I don't always critique every sentence. There are some entries that will not all be treated the same. If the dialogue is a mess, I will generally summarize to inform you. If there isn't much to say, including any SPaG, I will keep it clean. In brief, I will critique only when I feel it's necessary and feel as if you will learn more if I go further into explanation. I am not going to lecture you on something we both agree upon. I will use my time in the right places.
In the meat, I will usually have the, "Breakdown Bullets." This is my creative approach to guide you through sentence fluency and structure. Please let me know if these help. I put a lot of effort into them. It requires me to rewrite the entire sentence in bullet points.

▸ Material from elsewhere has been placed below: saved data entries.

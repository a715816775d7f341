use std::collections::BTreeMap;
use std::fmt;

use chrono::{DateTime, Utc};
use serde::{Deserialize, Serialize};

use rdbops_core::SlotId;

/// Severity of a detected anomaly.
#[derive(Debug, Clone, Copy, PartialEq, Eq, Hash, Serialize, Deserialize)]
#[serde(rename_all = "lowercase")]
pub enum AnomalyLevel {
    Critical,
    Warning,
    Info,
}

impl fmt::Display for AnomalyLevel {
    fn fmt(&self, f: &mut fmt::Formatter<'_>) -> fmt::Result {
        match self {
            AnomalyLevel::Critical => write!(f, "critical"),
            AnomalyLevel::Warning => write!(f, "warning"),
            AnomalyLevel::Info => write!(f, "info"),
        }
    }
}

/// Area of the keyspace an anomaly concerns.
#[derive(Debug, Clone, Copy, PartialEq, Eq, Hash, Serialize, Deserialize)]
#[serde(rename_all = "lowercase")]
pub enum AnomalyCategory {
    Memory,
    Ttl,
    Keys,
    Performance,
    Cluster,
}

impl fmt::Display for AnomalyCategory {
    fn fmt(&self, f: &mut fmt::Formatter<'_>) -> fmt::Result {
        match self {
            AnomalyCategory::Memory => write!(f, "memory"),
            AnomalyCategory::Ttl => write!(f, "ttl"),
            AnomalyCategory::Keys => write!(f, "keys"),
            AnomalyCategory::Performance => write!(f, "performance"),
            AnomalyCategory::Cluster => write!(f, "cluster"),
        }
    }
}

/// A finding produced by one detector pass.
#[derive(Debug, Clone, PartialEq, Serialize, Deserialize)]
pub struct Anomaly {
    pub level: AnomalyLevel,
    pub category: AnomalyCategory,
    pub title: String,
    pub description: String,
    pub impact: String,
    pub suggestion: String,
    /// Short display value (size, count, percentage).
    pub value: String,
    pub detected_at: DateTime<Utc>,
}

impl Anomaly {
    pub fn new(
        level: AnomalyLevel,
        category: AnomalyCategory,
        title: impl Into<String>,
        detected_at: DateTime<Utc>,
    ) -> Self {
        Self {
            level,
            category,
            title: title.into(),
            description: String::new(),
            impact: String::new(),
            suggestion: String::new(),
            value: String::new(),
            detected_at,
        }
    }

    pub fn with_description(mut self, description: impl Into<String>) -> Self {
        self.description = description.into();
        self
    }

    pub fn with_impact(mut self, impact: impl Into<String>) -> Self {
        self.impact = impact.into();
        self
    }

    pub fn with_suggestion(mut self, suggestion: impl Into<String>) -> Self {
        self.suggestion = suggestion.into();
        self
    }

    pub fn with_value(mut self, value: impl Into<String>) -> Self {
        self.value = value.into();
        self
    }
}

/// What a memory hotspot aggregates over.
#[derive(Debug, Clone, Copy, PartialEq, Eq, Hash, Serialize, Deserialize)]
#[serde(rename_all = "snake_case")]
pub enum HotspotKind {
    KeyPrefix,
    DataType,
    SingleKey,
}

/// A concentration of memory under one prefix, type, or key.
#[derive(Debug, Clone, PartialEq, Serialize, Deserialize)]
pub struct MemoryHotspot {
    #[serde(rename = "type")]
    pub kind: HotspotKind,
    pub identifier: String,
    pub memory_used: u64,
    pub key_count: u64,
    /// Share of total snapshot bytes, 0–100.
    #[serde(rename = "percentage")]
    pub percentage_of_total: f64,
    #[serde(rename = "avg_key_size")]
    pub avg_entry_size: u64,
}

/// Statistics for one key-naming prefix.
#[derive(Debug, Clone, PartialEq, Serialize, Deserialize)]
pub struct KeyPattern {
    pub pattern: String,
    pub count: u64,
    pub total_memory: u64,
    pub avg_memory: u64,
    /// Share of total key count, 0–100.
    #[serde(rename = "percentage")]
    pub percentage_of_keys: f64,
    /// First sampled key starting with `pattern`; empty when none was sampled.
    #[serde(rename = "example")]
    pub example_key: String,
}

/// Size distribution of one data type over the sampled largest entries.
#[derive(Debug, Clone, PartialEq, Serialize, Deserialize)]
pub struct TypeEfficiency {
    pub avg_size: u64,
    pub median_size: u64,
    pub p95_size: u64,
    pub p99_size: u64,
    /// 0–100, higher means more uniform sizes.
    #[serde(rename = "efficiency")]
    pub efficiency_score: f64,
    /// Not estimated yet; always 0.
    pub wasted_memory: u64,
    /// Currently always the observed type.
    #[serde(rename = "optimal_type")]
    pub suggested_type: String,
}

/// Memory held by one cluster hash slot.
#[derive(Debug, Clone, PartialEq, Serialize, Deserialize)]
pub struct SlotUsage {
    pub slot: SlotId,
    pub key_count: u64,
    pub memory_used: u64,
    #[serde(rename = "percentage")]
    pub percentage_of_total: f64,
}

/// Slot distribution statistics for a cluster-mode snapshot.
#[derive(Debug, Clone, Default, PartialEq, Serialize, Deserialize)]
pub struct ClusterBalance {
    /// `(max - min) / avg * 100` over per-slot memory.
    pub imbalance_percentage: f64,
    /// Heaviest slots, descending by memory.
    pub top_slots: Vec<SlotUsage>,
}

/// Area a recommendation addresses.
#[derive(Debug, Clone, Copy, PartialEq, Eq, Hash, Serialize, Deserialize)]
#[serde(rename_all = "lowercase")]
pub enum RecommendationCategory {
    Memory,
    Ttl,
    Performance,
    Monitoring,
}

/// Expected effort to apply a recommendation.
#[derive(Debug, Clone, Copy, PartialEq, Eq, Hash, Serialize, Deserialize)]
#[serde(rename_all = "lowercase")]
pub enum Effort {
    Low,
    Medium,
    High,
}

/// An actionable remediation step. Lower priority value = more urgent.
#[derive(Debug, Clone, PartialEq, Serialize, Deserialize)]
pub struct Recommendation {
    /// 1 (most urgent) to 5.
    pub priority: u8,
    pub category: RecommendationCategory,
    pub title: String,
    pub description: String,
    pub action: String,
    pub impact: String,
    pub effort: Effort,
    pub created_at: DateTime<Utc>,
}

/// Keyspace-wide totals.
#[derive(Debug, Clone, Copy, Default, PartialEq, Serialize, Deserialize)]
pub struct BasicStats {
    pub total_keys: u64,
    pub total_bytes: u64,
    /// `total_bytes / total_keys`, 0 for an empty keyspace.
    pub avg_key_size: f64,
}

impl BasicStats {
    pub fn new(total_keys: u64, total_bytes: u64) -> Self {
        let avg_key_size = if total_keys > 0 {
            total_bytes as f64 / total_keys as f64
        } else {
            0.0
        };
        Self {
            total_keys,
            total_bytes,
            avg_key_size,
        }
    }
}

/// Full result of one analysis run.
#[derive(Debug, Clone, PartialEq, Serialize, Deserialize)]
pub struct Report {
    /// 0–100.
    pub health_score: u8,
    pub anomalies: Vec<Anomaly>,
    pub memory_hotspots: Vec<MemoryHotspot>,
    pub key_patterns: Vec<KeyPattern>,
    pub type_efficiency: BTreeMap<String, TypeEfficiency>,
    /// 0 when the snapshot carries no slot data.
    #[serde(rename = "slot_imbalance")]
    pub slot_imbalance_percentage: f64,
    #[serde(rename = "top_slots_usage")]
    pub top_slots: Vec<SlotUsage>,
    pub recommendations: Vec<Recommendation>,
    pub basic_stats: BasicStats,
    pub generated_at: DateTime<Utc>,
}

impl Report {
    pub fn count_level(&self, level: AnomalyLevel) -> usize {
        self.anomalies.iter().filter(|a| a.level == level).count()
    }
}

Example (not from any entry):
"Ashley Anderson was the hottest girl in the Montville High School because she had the most angelic face with dimples the size of dimes, and I knew she liked me from the way she stared into my dark brown eyes, but her football star athlete boyfriend Ryan Richardson would not approve of our secret affair."
1. Ashley Anderson was the hottest girl in Montville High School
2. because she had the most angelic face
3. with dimples the size of dimes,
4. and I knew she liked me from the way she stared
5. into my dark brown eyes,
6. but her football star athlete boyfriend
7. Ryan Richardson would not approve
8. of our secret affair.
In most cases, the breakdown bullets range from between five to ten bullets. If you have a lot, try to focus on how to effectively express your ideas. Be concise. In this example, I would suggest something more concise for you to analyze.
Example Revision Sentence:
"Ashley Anderson, the hottest girl in Montville High School, had the most angelic face with dimples the size of dimes. She secretly liked me, but Ryan Richardson, her boyfriend, was too busy with the football season."
A Real Example:
I am going to use this actual example from the latest LM challenge because I admire the work I put into this specific critique for the breakdown bullets.
anonymous said:The trees were ancient towering braches, puckered and wrinkled with age, that curled, leefless, around the heavy fog, casting shadows on the dark road.
1. The trees were ancient towering branches
2. puckered and wrinkled with age
3. that curled, leafless,
4. around the heavy fog
5. casting shadows on the dark road.
Read it over. Shred it. Recreate this line. Ask yourself what’s more important. The second line doesn’t add anything the minute you wrote ‘ancient’.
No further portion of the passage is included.